**EXERCISE MATERIALS**

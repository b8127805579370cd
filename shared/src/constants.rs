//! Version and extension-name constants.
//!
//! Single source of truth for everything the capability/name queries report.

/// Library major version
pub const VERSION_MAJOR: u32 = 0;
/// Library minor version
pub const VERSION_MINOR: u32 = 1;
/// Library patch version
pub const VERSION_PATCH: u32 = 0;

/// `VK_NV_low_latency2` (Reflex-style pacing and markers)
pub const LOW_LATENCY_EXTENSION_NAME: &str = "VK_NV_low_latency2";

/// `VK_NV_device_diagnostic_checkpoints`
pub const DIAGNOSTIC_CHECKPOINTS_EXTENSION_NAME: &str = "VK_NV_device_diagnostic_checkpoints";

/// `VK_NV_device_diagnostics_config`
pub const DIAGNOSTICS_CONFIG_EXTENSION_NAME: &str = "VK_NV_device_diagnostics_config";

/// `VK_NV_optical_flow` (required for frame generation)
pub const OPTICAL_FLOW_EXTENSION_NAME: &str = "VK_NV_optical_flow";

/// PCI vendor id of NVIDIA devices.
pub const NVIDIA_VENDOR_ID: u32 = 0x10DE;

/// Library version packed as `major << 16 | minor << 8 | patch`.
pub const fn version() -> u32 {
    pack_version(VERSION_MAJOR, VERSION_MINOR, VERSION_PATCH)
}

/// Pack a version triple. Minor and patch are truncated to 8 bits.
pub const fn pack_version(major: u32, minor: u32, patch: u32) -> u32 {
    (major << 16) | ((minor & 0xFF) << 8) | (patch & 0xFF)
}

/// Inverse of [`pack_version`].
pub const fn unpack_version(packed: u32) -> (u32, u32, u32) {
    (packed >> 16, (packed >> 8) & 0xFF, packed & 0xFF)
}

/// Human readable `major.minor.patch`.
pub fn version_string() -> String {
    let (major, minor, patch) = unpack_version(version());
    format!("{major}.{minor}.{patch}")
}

...

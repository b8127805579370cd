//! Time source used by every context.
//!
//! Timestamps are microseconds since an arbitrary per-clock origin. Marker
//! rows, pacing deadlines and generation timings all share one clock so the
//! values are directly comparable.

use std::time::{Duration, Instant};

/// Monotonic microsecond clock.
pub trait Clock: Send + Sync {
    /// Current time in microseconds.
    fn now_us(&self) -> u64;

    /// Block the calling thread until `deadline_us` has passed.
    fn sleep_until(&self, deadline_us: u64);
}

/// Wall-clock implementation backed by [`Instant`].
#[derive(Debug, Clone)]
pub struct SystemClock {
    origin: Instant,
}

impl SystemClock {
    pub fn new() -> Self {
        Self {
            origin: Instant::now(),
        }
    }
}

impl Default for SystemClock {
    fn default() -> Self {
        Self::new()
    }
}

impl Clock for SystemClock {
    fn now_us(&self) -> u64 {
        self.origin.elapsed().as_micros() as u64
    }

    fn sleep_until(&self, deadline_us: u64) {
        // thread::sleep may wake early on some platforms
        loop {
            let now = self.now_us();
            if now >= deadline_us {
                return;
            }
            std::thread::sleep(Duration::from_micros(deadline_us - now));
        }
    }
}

--

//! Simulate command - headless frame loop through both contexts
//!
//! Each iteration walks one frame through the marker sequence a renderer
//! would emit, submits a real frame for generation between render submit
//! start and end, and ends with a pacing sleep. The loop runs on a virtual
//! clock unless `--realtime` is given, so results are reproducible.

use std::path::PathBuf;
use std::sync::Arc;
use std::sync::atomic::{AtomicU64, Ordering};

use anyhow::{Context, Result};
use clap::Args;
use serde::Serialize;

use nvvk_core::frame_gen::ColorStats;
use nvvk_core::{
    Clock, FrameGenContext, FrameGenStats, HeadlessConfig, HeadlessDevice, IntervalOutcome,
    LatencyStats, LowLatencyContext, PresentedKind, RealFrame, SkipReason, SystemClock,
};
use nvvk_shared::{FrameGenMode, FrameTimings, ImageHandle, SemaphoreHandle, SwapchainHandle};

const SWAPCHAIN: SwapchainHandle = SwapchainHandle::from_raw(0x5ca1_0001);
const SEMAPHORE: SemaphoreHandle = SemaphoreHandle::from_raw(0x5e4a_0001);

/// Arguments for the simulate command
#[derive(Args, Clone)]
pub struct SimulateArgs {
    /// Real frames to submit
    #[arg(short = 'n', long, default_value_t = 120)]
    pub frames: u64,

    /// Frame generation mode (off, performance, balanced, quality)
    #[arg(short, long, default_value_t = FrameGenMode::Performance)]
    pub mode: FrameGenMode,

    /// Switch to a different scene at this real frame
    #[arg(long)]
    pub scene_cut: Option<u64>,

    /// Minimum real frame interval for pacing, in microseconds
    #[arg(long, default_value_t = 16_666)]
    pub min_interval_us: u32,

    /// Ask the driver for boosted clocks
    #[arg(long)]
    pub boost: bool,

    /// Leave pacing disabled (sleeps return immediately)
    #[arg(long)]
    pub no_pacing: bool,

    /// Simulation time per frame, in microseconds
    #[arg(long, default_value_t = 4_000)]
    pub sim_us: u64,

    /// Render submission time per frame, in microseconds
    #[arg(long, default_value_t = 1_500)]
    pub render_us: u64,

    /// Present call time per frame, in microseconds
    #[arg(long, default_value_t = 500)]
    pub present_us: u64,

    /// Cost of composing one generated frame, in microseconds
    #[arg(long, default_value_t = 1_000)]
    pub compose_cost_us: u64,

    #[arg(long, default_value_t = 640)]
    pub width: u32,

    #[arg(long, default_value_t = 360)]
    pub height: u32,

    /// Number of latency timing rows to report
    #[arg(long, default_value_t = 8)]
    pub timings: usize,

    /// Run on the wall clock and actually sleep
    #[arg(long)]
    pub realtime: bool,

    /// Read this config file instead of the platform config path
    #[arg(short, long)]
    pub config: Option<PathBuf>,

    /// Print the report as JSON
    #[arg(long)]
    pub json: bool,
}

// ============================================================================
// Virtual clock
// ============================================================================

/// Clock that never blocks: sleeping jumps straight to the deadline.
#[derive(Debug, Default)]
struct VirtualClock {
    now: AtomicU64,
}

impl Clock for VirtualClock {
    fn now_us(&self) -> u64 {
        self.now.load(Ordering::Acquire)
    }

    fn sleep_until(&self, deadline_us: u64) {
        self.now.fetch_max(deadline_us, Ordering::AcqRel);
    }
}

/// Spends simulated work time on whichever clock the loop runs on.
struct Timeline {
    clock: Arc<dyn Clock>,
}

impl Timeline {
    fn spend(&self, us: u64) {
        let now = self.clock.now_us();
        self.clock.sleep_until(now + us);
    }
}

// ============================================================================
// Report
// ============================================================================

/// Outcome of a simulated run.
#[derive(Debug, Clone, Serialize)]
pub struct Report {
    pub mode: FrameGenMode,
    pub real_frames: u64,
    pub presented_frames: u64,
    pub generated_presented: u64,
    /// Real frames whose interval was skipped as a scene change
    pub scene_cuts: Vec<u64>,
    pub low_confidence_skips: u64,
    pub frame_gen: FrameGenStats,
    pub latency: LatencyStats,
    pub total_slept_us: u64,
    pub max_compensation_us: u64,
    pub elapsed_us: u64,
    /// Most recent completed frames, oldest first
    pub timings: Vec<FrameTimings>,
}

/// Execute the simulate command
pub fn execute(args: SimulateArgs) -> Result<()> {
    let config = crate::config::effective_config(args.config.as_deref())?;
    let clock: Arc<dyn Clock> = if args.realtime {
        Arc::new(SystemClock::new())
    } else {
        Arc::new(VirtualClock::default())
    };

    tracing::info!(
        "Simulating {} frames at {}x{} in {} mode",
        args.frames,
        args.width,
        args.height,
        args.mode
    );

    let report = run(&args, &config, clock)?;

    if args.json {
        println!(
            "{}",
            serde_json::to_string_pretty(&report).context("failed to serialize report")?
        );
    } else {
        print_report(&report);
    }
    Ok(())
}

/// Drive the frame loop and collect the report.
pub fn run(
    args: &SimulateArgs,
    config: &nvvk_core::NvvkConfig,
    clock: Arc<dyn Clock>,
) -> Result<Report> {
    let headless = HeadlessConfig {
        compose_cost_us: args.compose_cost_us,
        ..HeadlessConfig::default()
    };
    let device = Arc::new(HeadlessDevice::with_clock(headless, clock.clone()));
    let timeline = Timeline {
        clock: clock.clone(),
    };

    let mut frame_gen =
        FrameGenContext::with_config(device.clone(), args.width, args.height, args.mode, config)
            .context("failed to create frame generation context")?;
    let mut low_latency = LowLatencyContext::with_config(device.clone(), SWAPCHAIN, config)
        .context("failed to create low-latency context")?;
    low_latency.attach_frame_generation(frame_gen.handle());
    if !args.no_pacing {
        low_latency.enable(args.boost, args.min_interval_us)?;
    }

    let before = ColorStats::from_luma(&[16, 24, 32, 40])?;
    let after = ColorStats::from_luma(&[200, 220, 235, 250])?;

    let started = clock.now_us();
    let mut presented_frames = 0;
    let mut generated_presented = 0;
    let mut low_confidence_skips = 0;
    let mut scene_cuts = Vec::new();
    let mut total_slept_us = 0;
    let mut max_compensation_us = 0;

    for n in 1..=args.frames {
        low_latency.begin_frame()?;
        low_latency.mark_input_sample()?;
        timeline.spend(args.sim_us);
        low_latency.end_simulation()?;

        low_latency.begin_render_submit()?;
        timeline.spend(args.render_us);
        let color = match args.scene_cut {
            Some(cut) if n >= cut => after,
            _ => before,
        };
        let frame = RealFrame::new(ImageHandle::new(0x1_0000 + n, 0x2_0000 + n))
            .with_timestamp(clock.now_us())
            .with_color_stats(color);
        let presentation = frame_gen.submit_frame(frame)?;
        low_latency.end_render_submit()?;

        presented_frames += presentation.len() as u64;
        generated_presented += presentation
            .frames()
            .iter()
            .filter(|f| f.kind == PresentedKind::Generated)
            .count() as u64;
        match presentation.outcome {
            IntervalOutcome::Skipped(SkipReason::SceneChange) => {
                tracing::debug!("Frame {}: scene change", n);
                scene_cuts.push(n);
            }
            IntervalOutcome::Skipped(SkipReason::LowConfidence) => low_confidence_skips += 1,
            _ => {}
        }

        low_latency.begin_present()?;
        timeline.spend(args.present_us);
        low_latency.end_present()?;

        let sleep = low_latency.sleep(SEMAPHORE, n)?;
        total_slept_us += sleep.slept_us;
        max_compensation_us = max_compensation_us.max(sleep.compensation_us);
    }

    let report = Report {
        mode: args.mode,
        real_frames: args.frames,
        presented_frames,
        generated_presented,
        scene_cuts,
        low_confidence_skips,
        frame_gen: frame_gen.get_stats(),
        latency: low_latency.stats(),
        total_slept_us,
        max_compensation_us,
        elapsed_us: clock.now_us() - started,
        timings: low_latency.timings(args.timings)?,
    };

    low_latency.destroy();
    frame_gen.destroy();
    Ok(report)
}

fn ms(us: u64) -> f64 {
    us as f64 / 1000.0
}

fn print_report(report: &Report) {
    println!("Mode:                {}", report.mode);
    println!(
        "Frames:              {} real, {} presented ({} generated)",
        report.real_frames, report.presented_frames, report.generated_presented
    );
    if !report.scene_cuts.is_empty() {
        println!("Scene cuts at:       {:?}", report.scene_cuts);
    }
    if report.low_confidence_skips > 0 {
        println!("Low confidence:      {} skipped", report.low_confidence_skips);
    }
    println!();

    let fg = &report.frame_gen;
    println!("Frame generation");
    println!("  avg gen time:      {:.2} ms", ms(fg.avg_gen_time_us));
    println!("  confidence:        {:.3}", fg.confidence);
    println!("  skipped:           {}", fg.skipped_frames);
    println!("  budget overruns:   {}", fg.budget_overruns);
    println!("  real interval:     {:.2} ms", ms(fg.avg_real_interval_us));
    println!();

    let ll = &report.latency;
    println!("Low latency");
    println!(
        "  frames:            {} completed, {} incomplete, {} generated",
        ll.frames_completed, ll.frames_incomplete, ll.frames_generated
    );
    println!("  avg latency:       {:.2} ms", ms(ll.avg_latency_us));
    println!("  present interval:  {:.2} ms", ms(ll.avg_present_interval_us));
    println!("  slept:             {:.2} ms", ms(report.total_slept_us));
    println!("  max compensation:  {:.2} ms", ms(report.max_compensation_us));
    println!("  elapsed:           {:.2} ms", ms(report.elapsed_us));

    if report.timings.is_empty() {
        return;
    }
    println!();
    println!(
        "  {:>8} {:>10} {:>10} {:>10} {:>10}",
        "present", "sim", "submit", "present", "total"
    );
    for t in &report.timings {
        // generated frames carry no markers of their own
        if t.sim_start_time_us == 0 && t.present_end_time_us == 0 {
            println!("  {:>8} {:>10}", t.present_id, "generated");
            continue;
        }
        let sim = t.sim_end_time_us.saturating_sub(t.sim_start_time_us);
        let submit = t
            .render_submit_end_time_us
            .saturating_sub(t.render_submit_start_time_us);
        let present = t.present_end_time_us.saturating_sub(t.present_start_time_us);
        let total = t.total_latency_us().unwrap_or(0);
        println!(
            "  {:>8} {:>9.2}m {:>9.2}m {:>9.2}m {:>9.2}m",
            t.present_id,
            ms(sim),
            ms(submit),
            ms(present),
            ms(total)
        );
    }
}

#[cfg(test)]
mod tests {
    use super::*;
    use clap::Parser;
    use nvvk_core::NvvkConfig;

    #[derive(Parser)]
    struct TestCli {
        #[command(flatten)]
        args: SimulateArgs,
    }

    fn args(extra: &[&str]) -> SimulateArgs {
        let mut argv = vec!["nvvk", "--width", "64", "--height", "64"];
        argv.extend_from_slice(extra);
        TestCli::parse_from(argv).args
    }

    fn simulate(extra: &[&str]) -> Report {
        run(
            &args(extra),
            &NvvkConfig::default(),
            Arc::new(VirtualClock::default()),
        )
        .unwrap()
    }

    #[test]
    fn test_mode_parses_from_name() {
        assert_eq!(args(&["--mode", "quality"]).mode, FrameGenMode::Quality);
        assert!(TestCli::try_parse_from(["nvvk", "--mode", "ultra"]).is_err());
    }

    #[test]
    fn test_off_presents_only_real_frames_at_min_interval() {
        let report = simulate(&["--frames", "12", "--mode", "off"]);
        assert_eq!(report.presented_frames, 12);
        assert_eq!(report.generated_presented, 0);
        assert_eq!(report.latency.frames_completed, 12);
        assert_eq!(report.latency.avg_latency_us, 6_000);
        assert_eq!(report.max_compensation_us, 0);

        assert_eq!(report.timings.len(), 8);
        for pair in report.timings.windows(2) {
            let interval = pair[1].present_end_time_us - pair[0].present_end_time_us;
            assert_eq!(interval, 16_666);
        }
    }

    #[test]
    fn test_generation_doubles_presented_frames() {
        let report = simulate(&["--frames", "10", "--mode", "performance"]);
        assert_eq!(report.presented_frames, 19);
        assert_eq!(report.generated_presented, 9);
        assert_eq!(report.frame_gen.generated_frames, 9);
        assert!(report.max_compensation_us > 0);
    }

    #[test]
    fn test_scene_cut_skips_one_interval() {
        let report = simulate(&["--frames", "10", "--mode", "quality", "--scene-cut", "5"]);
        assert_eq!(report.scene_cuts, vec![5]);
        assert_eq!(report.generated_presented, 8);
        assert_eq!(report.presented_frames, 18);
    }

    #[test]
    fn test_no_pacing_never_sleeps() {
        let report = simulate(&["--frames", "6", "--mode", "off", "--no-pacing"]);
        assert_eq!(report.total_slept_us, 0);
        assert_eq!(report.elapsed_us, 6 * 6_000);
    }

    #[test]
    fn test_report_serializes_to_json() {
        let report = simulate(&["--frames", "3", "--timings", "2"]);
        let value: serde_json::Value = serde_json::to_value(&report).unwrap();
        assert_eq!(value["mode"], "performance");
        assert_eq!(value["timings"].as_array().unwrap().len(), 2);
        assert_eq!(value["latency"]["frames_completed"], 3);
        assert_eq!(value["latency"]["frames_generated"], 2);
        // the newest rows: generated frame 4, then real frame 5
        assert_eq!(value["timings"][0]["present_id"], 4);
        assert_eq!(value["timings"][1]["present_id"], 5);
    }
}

**DIRECTIONS**
Find "ImageHandle" in the preceding records. Copy each line that holds it.

**TASK ANSWER**
use nvvk_shared::{FrameGenMode, FrameTimings, ImageHandle, SemaphoreHandle, SwapchainHandle};
        let frame = RealFrame::new(ImageHandle::new(0x1_0000 + n, 0x2_0000 + n))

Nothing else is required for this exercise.